==== DATA EXTRACTS

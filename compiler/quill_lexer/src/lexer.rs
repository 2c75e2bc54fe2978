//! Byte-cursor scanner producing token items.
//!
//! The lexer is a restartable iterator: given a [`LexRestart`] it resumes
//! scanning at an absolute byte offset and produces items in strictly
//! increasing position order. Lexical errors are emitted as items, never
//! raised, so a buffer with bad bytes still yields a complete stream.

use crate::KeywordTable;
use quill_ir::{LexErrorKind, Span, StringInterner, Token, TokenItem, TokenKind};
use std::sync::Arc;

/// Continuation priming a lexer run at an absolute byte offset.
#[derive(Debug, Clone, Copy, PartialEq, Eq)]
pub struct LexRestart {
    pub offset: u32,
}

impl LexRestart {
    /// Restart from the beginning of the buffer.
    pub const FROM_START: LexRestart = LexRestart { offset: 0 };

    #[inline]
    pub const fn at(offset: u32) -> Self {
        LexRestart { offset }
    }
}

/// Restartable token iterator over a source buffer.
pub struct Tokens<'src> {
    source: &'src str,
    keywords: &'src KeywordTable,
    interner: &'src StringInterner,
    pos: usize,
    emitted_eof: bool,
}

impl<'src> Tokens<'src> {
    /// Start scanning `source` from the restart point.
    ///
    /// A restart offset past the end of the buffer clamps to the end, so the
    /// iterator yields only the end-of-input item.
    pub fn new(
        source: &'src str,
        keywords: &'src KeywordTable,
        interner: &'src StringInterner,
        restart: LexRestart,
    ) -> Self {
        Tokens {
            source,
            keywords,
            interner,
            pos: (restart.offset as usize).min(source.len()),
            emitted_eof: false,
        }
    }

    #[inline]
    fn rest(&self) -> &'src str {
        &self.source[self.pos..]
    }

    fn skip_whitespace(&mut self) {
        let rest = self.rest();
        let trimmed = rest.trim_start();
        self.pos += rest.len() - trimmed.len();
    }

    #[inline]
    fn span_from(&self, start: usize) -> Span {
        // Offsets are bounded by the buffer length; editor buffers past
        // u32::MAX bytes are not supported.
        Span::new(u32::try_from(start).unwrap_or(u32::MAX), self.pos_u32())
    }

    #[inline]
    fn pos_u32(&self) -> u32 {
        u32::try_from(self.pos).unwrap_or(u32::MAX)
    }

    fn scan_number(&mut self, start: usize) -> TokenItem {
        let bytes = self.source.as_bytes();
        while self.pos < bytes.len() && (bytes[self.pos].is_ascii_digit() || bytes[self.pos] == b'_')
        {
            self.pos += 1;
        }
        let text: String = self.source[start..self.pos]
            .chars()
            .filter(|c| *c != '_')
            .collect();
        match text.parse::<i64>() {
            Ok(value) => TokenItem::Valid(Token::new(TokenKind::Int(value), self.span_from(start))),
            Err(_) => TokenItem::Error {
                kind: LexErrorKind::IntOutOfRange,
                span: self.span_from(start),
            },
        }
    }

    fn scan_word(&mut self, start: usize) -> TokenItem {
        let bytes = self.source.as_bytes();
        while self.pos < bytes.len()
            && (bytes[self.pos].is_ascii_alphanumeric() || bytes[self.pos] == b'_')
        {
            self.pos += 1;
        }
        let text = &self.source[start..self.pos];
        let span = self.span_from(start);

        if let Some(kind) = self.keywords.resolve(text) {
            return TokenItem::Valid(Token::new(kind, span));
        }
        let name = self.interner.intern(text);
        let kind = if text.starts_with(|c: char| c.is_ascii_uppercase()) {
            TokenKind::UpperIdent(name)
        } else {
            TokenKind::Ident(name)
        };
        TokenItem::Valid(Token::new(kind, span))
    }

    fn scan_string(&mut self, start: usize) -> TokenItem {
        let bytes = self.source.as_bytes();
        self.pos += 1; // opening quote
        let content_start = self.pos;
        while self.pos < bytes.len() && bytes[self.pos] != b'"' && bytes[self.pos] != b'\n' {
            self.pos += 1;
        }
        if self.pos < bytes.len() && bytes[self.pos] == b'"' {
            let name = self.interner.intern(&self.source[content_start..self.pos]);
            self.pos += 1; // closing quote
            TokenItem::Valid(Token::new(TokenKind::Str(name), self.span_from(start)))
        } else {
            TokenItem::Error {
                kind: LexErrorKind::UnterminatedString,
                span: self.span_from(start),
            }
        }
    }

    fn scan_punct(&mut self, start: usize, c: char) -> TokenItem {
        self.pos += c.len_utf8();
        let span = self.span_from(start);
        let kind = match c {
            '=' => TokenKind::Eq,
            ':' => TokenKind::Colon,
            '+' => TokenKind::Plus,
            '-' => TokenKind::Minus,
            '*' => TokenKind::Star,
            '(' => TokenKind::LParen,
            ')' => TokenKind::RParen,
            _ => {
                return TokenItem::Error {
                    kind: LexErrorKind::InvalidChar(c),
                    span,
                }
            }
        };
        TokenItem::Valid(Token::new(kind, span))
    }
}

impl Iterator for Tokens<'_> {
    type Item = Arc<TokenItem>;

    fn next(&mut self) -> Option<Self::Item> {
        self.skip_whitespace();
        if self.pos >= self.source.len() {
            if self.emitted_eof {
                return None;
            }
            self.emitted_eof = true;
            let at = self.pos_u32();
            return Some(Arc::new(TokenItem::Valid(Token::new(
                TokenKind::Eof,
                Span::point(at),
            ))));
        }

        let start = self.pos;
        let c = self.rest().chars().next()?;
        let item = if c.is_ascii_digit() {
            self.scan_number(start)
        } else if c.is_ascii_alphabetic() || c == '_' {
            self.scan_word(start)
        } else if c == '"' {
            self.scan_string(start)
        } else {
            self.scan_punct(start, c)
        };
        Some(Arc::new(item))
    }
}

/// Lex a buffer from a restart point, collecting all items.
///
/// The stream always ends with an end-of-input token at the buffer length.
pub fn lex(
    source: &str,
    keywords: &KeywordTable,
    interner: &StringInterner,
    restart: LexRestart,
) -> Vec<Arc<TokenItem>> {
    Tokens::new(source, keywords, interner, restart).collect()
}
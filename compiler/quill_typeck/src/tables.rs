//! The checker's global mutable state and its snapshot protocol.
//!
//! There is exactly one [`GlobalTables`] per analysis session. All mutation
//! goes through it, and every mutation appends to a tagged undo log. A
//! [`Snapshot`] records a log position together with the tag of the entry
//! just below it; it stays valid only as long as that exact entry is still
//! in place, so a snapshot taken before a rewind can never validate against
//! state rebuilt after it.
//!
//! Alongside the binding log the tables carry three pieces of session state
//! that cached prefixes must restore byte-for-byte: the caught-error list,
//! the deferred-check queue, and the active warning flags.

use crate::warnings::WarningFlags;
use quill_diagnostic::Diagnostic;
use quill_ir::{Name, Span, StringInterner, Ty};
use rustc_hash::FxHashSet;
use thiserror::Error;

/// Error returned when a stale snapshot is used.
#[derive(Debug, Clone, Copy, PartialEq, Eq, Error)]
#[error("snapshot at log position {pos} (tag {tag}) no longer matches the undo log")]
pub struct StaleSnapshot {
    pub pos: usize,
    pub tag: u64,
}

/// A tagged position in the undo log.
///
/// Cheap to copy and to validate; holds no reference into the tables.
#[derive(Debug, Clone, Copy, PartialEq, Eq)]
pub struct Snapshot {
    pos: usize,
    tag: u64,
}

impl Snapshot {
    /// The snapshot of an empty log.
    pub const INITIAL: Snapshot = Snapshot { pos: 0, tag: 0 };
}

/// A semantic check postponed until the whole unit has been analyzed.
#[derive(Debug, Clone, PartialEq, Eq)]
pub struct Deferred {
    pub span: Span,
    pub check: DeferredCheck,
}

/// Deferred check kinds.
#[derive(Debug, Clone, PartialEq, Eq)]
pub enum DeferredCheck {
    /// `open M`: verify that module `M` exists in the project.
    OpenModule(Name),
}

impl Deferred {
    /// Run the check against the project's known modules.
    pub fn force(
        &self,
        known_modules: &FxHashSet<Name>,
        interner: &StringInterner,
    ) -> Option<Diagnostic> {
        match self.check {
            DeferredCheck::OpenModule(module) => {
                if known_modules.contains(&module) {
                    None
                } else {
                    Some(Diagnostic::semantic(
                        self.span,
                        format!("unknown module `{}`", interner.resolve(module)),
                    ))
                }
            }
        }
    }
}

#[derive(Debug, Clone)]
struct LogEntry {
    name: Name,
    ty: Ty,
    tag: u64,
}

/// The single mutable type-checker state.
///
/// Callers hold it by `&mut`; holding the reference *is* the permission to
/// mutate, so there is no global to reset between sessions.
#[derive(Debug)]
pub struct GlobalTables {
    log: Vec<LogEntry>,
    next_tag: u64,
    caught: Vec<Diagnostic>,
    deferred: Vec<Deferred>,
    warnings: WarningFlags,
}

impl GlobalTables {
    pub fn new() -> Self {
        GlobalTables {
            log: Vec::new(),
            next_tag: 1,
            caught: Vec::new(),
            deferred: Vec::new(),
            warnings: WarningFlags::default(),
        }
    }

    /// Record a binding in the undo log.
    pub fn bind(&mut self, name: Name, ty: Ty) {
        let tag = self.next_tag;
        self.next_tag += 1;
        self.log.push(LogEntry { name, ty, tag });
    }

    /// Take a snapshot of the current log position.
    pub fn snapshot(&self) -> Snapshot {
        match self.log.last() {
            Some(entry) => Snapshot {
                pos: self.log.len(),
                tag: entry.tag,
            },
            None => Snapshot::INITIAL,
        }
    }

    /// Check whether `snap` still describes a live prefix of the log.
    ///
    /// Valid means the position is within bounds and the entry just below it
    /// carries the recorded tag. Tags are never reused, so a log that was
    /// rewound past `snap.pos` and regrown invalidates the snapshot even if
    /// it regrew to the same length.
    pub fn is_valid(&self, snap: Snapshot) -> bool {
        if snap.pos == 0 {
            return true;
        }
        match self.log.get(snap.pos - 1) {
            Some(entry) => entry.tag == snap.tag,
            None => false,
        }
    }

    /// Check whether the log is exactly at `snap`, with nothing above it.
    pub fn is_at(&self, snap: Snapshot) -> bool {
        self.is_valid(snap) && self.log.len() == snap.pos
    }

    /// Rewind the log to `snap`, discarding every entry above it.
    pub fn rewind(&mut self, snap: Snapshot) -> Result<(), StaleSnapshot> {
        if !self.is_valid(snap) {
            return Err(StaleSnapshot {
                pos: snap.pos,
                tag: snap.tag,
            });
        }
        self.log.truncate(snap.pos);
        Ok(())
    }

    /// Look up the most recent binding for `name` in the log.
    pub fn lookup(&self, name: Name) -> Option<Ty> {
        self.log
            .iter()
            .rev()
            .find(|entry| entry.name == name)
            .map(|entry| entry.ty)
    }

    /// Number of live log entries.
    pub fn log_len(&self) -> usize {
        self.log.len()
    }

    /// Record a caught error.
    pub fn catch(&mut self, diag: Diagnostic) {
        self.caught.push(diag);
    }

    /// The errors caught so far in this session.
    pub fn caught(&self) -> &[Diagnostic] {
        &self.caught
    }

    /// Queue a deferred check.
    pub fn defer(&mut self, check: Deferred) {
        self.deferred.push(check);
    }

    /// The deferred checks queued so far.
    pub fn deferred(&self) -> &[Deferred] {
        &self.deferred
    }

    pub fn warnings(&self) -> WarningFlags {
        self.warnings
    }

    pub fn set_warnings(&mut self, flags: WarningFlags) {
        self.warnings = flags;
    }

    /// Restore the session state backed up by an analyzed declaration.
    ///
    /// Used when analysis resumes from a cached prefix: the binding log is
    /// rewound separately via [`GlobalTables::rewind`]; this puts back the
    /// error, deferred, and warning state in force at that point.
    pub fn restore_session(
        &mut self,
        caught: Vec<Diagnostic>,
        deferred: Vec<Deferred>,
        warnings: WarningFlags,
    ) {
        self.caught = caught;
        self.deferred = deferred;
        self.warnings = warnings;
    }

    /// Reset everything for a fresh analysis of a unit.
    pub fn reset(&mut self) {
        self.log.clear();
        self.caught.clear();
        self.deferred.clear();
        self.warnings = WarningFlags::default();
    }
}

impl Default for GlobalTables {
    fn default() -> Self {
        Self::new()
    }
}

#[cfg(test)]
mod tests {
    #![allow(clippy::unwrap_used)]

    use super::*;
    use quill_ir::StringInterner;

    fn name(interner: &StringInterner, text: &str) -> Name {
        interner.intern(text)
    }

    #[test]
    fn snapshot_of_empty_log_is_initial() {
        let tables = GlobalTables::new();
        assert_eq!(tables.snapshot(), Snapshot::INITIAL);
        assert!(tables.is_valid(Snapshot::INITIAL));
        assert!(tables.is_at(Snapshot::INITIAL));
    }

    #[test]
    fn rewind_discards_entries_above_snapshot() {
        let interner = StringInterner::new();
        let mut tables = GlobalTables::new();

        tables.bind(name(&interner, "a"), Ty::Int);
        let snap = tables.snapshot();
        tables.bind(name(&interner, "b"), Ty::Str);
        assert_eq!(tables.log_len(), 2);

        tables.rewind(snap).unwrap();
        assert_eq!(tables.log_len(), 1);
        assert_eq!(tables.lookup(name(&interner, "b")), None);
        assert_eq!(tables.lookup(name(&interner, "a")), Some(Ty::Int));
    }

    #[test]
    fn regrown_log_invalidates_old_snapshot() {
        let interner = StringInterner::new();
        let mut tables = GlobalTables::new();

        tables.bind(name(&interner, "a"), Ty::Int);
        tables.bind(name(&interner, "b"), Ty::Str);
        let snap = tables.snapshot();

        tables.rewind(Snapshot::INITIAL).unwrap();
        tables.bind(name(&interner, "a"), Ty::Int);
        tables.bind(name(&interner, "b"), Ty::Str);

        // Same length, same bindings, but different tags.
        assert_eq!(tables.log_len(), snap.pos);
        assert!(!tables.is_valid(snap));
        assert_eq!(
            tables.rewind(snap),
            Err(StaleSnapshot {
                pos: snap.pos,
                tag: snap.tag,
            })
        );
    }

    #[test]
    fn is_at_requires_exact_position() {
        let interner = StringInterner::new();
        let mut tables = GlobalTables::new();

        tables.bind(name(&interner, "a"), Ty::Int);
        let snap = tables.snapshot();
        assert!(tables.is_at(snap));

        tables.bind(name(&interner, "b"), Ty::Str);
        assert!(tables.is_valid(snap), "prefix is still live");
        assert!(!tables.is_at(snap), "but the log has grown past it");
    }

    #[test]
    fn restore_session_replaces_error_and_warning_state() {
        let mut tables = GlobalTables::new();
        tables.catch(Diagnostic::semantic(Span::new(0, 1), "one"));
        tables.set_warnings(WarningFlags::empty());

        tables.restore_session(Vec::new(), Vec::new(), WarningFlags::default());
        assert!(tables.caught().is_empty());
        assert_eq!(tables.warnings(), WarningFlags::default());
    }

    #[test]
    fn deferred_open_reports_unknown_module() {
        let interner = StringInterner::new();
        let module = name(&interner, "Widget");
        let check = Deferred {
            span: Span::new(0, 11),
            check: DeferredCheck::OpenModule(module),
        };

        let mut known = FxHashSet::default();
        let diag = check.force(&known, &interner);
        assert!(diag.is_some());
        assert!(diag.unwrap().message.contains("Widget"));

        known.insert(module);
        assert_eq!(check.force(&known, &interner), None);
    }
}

========

EXERCISE PROMPT -
Within the entries above, find each line where "input" appears; copy every one.

TASK SOLUTION -
    /// iterator yields only the end-of-input item.
/// The stream always ends with an end-of-input token at the buffer length.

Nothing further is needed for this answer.